Elsie Joy Davison | |
Birth Name: | Elsie Joy Muntz |
Birth Date: | 1910 3, df=y |
Death Cause: | Aircraft crash |
Occupation: | Aviator, businesswoman |
Spouse: | William Frank Davison (1933–1939) |
Elsie Joy Davison (née Muntz; 14 March 1910 – 18 July 1940) was a Canadian-born British aviator and airline director. She started flying herself in 1929. After becoming a director of an aircraft company in 1936, she died serving with the Air Transport Auxiliary in 1940, becoming the first female British aviator to die in World War II.
Elsie Joy Muntz was born on 14 March 1910 in Toronto, Ontario.
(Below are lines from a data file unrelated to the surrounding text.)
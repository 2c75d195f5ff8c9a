use super::DomainError;
use serde::{Deserialize, Serialize};
use std::fmt;
use std::path::{Component, Path, PathBuf};

/// A filesystem path guaranteed to stay inside the project root.
///
/// Invariants: never absolute, never contains a `..` component. Enforced at
/// construction. Blueprints address files only through this type, so an
/// action can never write outside the directory it is applied to.
#[derive(Debug, Clone, PartialEq, Eq, Hash, PartialOrd, Ord, Serialize, Deserialize)]
#[serde(try_from = "PathBuf", into = "PathBuf")]
pub struct RelativePath(PathBuf);

impl RelativePath {
    /// Create a new relative path.
    ///
    /// # Panics
    /// Panics if the path is absolute or escapes the root (use `try_new`
    /// for fallible).
    pub fn new(path: impl Into<PathBuf>) -> Self {
        Self::try_new(path).unwrap_or_else(|e| panic!("invalid RelativePath: {e}"))
    }

    /// Fallible constructor.
    pub fn try_new(path: impl Into<PathBuf>) -> Result<Self, DomainError> {
        let path = path.into();
        if path.is_absolute() {
            return Err(DomainError::AbsolutePathNotAllowed {
                path: path.display().to_string(),
            });
        }
        if path.components().any(|c| matches!(c, Component::ParentDir)) {
            return Err(DomainError::PathEscapesRoot {
                path: path.display().to_string(),
            });
        }
        Ok(Self(path))
    }

    /// Join a segment, maintaining the invariants.
    pub fn join(&self, segment: impl AsRef<Path>) -> Result<Self, DomainError> {
        Self::try_new(self.0.join(segment.as_ref()))
    }

    pub fn as_path(&self) -> &Path {
        &self.0
    }

    pub fn as_str(&self) -> &str {
        self.0.to_str().unwrap_or("")
    }

    pub fn into_path_buf(self) -> PathBuf {
        self.0
    }
}

impl AsRef<Path> for RelativePath {
    fn as_ref(&self) -> &Path {
        &self.0
    }
}

impl From<&str> for RelativePath {
    fn from(s: &str) -> Self {
        Self::new(s)
    }
}

impl TryFrom<PathBuf> for RelativePath {
    type Error = DomainError;

    fn try_from(path: PathBuf) -> Result<Self, Self::Error> {
        Self::try_new(path)
    }
}

impl From<RelativePath> for PathBuf {
    fn from(path: RelativePath) -> Self {
        path.0
    }
}

impl fmt::Display for RelativePath {
    fn fmt(&self, f: &mut fmt::Formatter<'_>) -> fmt::Result {
        write!(f, "{}", self.0.display())
    }
}

/// The content of a file as the mutation engine sees it.
///
/// Absence is a value, not an error: primitives decide for themselves
/// whether a missing file is acceptable (`create` requires it, `append`
/// with a create fallback tolerates it).
#[derive(Debug, Clone, PartialEq, Eq)]
pub enum FileState {
    /// The file exists (staged or on disk) with this content.
    Present(String),
    /// The file does not exist.
    Absent,
}

impl FileState {
    /// Borrow the content, or `None` when absent.
    pub fn content(&self) -> Option<&str> {
        match self {
            Self::Present(text) => Some(text),
            Self::Absent => None,
        }
    }

    pub fn is_present(&self) -> bool {
        matches!(self, Self::Present(_))
    }

    /// Content if present, empty string otherwise.
    ///
    /// Used by primitives with a create fallback.
    pub fn content_or_empty(&self) -> &str {
        self.content().unwrap_or("")
    }
}

impl From<String> for FileState {
    fn from(text: String) -> Self {
        Self::Present(text)
    }
}

impl From<&str> for FileState {
    fn from(text: &str) -> Self {
        Self::Present(text.to_owned())
    }
}

impl From<Option<String>> for FileState {
    fn from(opt: Option<String>) -> Self {
        match opt {
            Some(text) => Self::Present(text),
            None => Self::Absent,
        }
    }
}
//! Application layer errors.
//!
//! These errors represent failures in orchestration, staging, and external
//! collaborators, not business logic. Business logic errors are
//! `DomainError` from `crate::domain`.

use std::path::PathBuf;
use thiserror::Error;

use crate::domain::DomainError;
use crate::error::ErrorCategory;

/// Errors that occur while driving a blueprint execution.
#[derive(Debug, Error, Clone)]
pub enum ApplicationError {
    /// One action failed fatally; the execution aborted before commit.
    #[error("Action {index} ({kind}) of blueprint '{blueprint}' failed: {source}")]
    ActionFailed {
        blueprint: String,
        index: usize,
        kind: String,
        #[source]
        source: DomainError,
    },

    /// Commit wrote some files and failed on others. The only state in
    /// which disk may be inconsistent.
    #[error(
        "Commit partially failed: {} written, {} failed",
        written.len(),
        failed.len()
    )]
    CommitPartialFailure {
        written: Vec<PathBuf>,
        failed: Vec<(PathBuf, String)>,
    },

    /// Disk read or write failed outside of commit.
    #[error("Disk error at {path}: {reason}")]
    DiskError { path: PathBuf, reason: String },

    /// Shared in-memory disk state was poisoned.
    #[error("Disk state lock error")]
    DiskLockError,

    /// An external command exceeded its timeout.
    #[error("Command '{command}' timed out after {timeout_secs}s")]
    ProcessTimeout { command: String, timeout_secs: u64 },

    /// An external command exited non-zero.
    #[error("Command '{command}' exited with status {code}")]
    ProcessNonZeroExit {
        command: String,
        code: i32,
        stderr: String,
    },

    /// The process runner could not spawn the command at all.
    #[error("Failed to spawn '{command}': {reason}")]
    ProcessSpawnFailed { command: String, reason: String },
}

impl ApplicationError {
    /// Get user-actionable suggestions.
    pub fn suggestions(&self) -> Vec<String> {
        match self {
            Self::ActionFailed {
                blueprint,
                index,
                kind,
                source,
            } => {
                let mut suggestions = vec![format!(
                    "Blueprint '{}' stopped at action {} ({})",
                    blueprint, index, kind
                )];
                suggestions.extend(source.suggestions());
                suggestions.push("No files were written; the project is unchanged".into());
                suggestions
            }
            Self::CommitPartialFailure { written, failed } => {
                let mut suggestions = vec![
                    "The project is partially modified".into(),
                    format!("Written: {}", join_paths(written)),
                ];
                for (path, reason) in failed {
                    suggestions.push(format!("Failed: {} ({})", path.display(), reason));
                }
                suggestions.push("Fix the failing paths and re-run".into());
                suggestions.push(
                    "Already-written files conflict with create actions unless their policy is 'skip'".into(),
                );
                suggestions
            }
            Self::DiskError { path, .. } => vec![
                format!("Failed to access: {}", path.display()),
                "Check that you have read and write permissions".into(),
                "Ensure the project root exists".into(),
            ],
            Self::DiskLockError => vec![
                "The in-memory disk state is poisoned".into(),
                "Try again in a moment".into(),
            ],
            Self::ProcessTimeout { command, .. } => vec![
                format!("'{}' did not finish in time", command),
                "Increase the timeout with --timeout or timeout_secs on the action".into(),
                "Or re-run the command manually after this finishes".into(),
            ],
            Self::ProcessNonZeroExit { stderr, .. } => {
                let mut suggestions = vec!["The command failed; its stderr follows".into()];
                if !stderr.trim().is_empty() {
                    suggestions.push(stderr.trim().to_string());
                }
                suggestions
            }
            Self::ProcessSpawnFailed { command, .. } => vec![
                format!("Could not start '{}'", command),
                "Check that the program is installed and on PATH".into(),
            ],
        }
    }

    /// Get error category.
    pub fn category(&self) -> ErrorCategory {
        match self {
            Self::ActionFailed { source, .. } => match source.category() {
                crate::domain::ErrorCategory::Validation => ErrorCategory::Validation,
                crate::domain::ErrorCategory::Conflict => ErrorCategory::Conflict,
                crate::domain::ErrorCategory::NotFound => ErrorCategory::NotFound,
                crate::domain::ErrorCategory::Internal => ErrorCategory::Internal,
            },
            Self::CommitPartialFailure { .. } => ErrorCategory::Internal,
            Self::DiskError { .. } | Self::DiskLockError => ErrorCategory::Internal,
            Self::ProcessTimeout { .. }
            | Self::ProcessNonZeroExit { .. }
            | Self::ProcessSpawnFailed { .. } => ErrorCategory::Internal,
        }
    }
}

fn join_paths(paths: &[PathBuf]) -> String {
    if paths.is_empty() {
        return "none".into();
    }
    paths
        .iter()
        .map(|p| p.display().to_string())
        .collect::<Vec<_>>()
        .join(", ")
}
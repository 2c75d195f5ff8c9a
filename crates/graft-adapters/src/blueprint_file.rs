//! Blueprint loading from JSON.
//!
//! Blueprints are authored as JSON documents; this module reads and
//! validates them before anything executes. A blueprint that fails shape
//! validation never reaches the executor.

use std::path::Path;

use graft_core::domain::Blueprint;
use graft_core::error::{GraftError, GraftResult};
use tracing::debug;

/// Load and validate a blueprint from a JSON file.
pub fn load_blueprint(path: &Path) -> GraftResult<Blueprint> {
    debug!(path = %path.display(), "loading blueprint");
    let json = std::fs::read_to_string(path).map_err(|e| GraftError::Configuration {
        message: format!("Cannot read blueprint file {}: {}", path.display(), e),
    })?;
    load_blueprint_str(&json).map_err(|e| match e {
        GraftError::Configuration { message } => GraftError::Configuration {
            message: format!("{}: {}", path.display(), message),
        },
        other => other,
    })
}

/// Parse and validate a blueprint from a JSON string.
pub fn load_blueprint_str(json: &str) -> GraftResult<Blueprint> {
    let blueprint: Blueprint =
        serde_json::from_str(json).map_err(|e| GraftError::Configuration {
            message: format!("Invalid blueprint JSON: {}", e),
        })?;
    blueprint.validate()?;
    Ok(blueprint)
}

// ═══════════════════════════════════════════════
//                    TESTS
// ═══════════════════════════════════════════════
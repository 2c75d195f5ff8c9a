//! Driven (output) ports - implemented by infrastructure.
//!
//! These traits define what the application needs from external systems.
//! The `graft-adapters` crate provides implementations.

use std::path::Path;
use std::time::Duration;

use crate::domain::RelativePath;
use crate::error::GraftResult;

/// Port for raw disk access.
///
/// Implemented by:
/// - `graft_adapters::disk::LocalDisk` (production)
/// - `graft_adapters::disk::MemoryDisk` (testing)
///
/// ## Design Notes
///
/// - The staging filesystem is the only component that calls this during
///   an execution; everything else sees staged state.
/// - `read` reports a missing file as `Ok(None)`, never as an error —
///   callers decide whether absence matters.
/// - Paths are resolved against the adapter's root, so the core only ever
///   hands over relative paths.
#[cfg_attr(test, mockall::automock)]
pub trait DiskIo: Send + Sync {
    /// Read a file as UTF-8 text. `Ok(None)` when the file does not exist.
    fn read(&self, path: &Path) -> GraftResult<Option<String>>;

    /// Write content, creating parent directories as needed.
    fn write(&self, path: &Path, content: &str) -> GraftResult<()>;

    /// Check if the path exists on disk.
    fn exists(&self, path: &Path) -> bool;
}

/// Port for executing external commands.
///
/// Implemented by:
/// - `graft_adapters::process::ShellRunner` (production)
/// - `graft_adapters::process::RecordingRunner` (testing)
#[cfg_attr(test, mockall::automock)]
pub trait ProcessRunner: Send + Sync {
    /// Run a command to completion, or fail with `ProcessTimeout` /
    /// `ProcessSpawnFailed`. A non-zero exit is NOT an error here; the
    /// executor decides what to make of the exit code.
    fn run(&self, request: &CommandRequest) -> GraftResult<CommandOutput>;
}

/// A deferred side-effect request produced by a run-command action.
///
/// Sequenced like any other action but never staged: the executor forwards
/// it straight to the [`ProcessRunner`].
#[derive(Debug, Clone, PartialEq, Eq)]
pub struct CommandRequest {
    /// Shell command line, already template-substituted.
    pub command: String,
    /// Working directory relative to the project root.
    pub cwd: Option<RelativePath>,
    pub timeout: Duration,
}

/// What came back from running a command.
#[derive(Debug, Clone, PartialEq, Eq)]
pub struct CommandOutput {
    pub exit_code: i32,
    pub stdout: String,
    pub stderr: String,
}

impl CommandOutput {
    pub fn success(&self) -> bool {
        self.exit_code == 0
    }
}
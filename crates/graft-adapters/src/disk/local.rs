//! Local disk adapter using std::fs.

use std::io;
use std::path::{Path, PathBuf};

use graft_core::{application::ports::DiskIo, error::GraftResult};
use tracing::debug;

/// Production disk implementation rooted at the project directory.
///
/// All port paths are relative; this adapter joins them onto `root` so the
/// core never sees an absolute path.
#[derive(Debug, Clone)]
pub struct LocalDisk {
    root: PathBuf,
}

impl LocalDisk {
    /// Create a new local disk adapter rooted at `root`.
    pub fn new(root: impl Into<PathBuf>) -> Self {
        Self { root: root.into() }
    }

    pub fn root(&self) -> &Path {
        &self.root
    }

    fn absolute(&self, path: &Path) -> PathBuf {
        self.root.join(path)
    }
}

impl DiskIo for LocalDisk {
    fn read(&self, path: &Path) -> GraftResult<Option<String>> {
        let full = self.absolute(path);
        match std::fs::read_to_string(&full) {
            Ok(content) => Ok(Some(content)),
            Err(e) if e.kind() == io::ErrorKind::NotFound => Ok(None),
            Err(e) => Err(map_io_error(&full, e, "read file")),
        }
    }

    fn write(&self, path: &Path, content: &str) -> GraftResult<()> {
        let full = self.absolute(path);
        if let Some(parent) = full.parent() {
            std::fs::create_dir_all(parent)
                .map_err(|e| map_io_error(parent, e, "create directory"))?;
        }
        debug!(path = %full.display(), bytes = content.len(), "writing file");
        std::fs::write(&full, content).map_err(|e| map_io_error(&full, e, "write file"))
    }

    fn exists(&self, path: &Path) -> bool {
        self.absolute(path).exists()
    }
}

fn map_io_error(path: &Path, e: io::Error, operation: &str) -> graft_core::error::GraftError {
    use graft_core::application::ApplicationError;

    ApplicationError::DiskError {
        path: path.to_path_buf(),
        reason: format!("Failed to {}: {}", operation, e),
    }
    .into()
}

// ═══════════════════════════════════════════════
//                    TESTS
// ═══════════════════════════════════════════════

#[cfg(test)]
mod tests {
    use super::*;

    fn disk() -> (tempfile::TempDir, LocalDisk) {
        let dir = tempfile::tempdir().unwrap();
        let disk = LocalDisk::new(dir.path());
        (dir, disk)
    }

    #[test]
    fn read_missing_file_is_none_not_error() {
        let (_dir, disk) = disk();
        assert_eq!(disk.read(Path::new("absent.txt")).unwrap(), None);
    }

    #[test]
    fn write_then_read_round_trips() {
        let (_dir, disk) = disk();
        disk.write(Path::new("file.txt"), "content\n").unwrap();
        assert_eq!(
            disk.read(Path::new("file.txt")).unwrap(),
            Some("content\n".to_string())
        );
        assert!(disk.exists(Path::new("file.txt")));
    }

    #[test]
    fn write_creates_missing_parent_directories() {
        let (dir, disk) = disk();
        disk.write(Path::new("src/app/layout.tsx"), "export {}\n")
            .unwrap();
        assert!(dir.path().join("src/app/layout.tsx").is_file());
    }

    #[test]
    fn paths_resolve_under_the_root() {
        let (dir, disk) = disk();
        disk.write(Path::new("a.txt"), "a").unwrap();
        assert!(dir.path().join("a.txt").is_file());
        assert!(!Path::new("a.txt").exists());
    }
}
Her older sisters were Elizabeth Muntz a sculptor and Isabelle Hope Muntz, a medievalist and author.[1] She was known as Joy, and signed herself as ‘E. Joy Davison’ in later life.[2] After her father died in an accident when she was young, she moved with her mother and sister Hope to the United Kingdom.
Interested in aviation and mechanics since childhood, she started flying in 1929 and gained her flying certificate by age 20. Flight magazine of 23 May 1930 listed her gaining her Royal Aero Club Aviator's Certificate No.9053 from London Aero Club.[3] By the time she was 23, she was already a well-known pilot in her local area. Davison was recorded holding a "Commercial B" license from the Air Ministry.
She was a member of the Women's Engineering Society and first worked at De Havilland and several other companies as a mechanic before starting to fly for the Comper Aircraft Company.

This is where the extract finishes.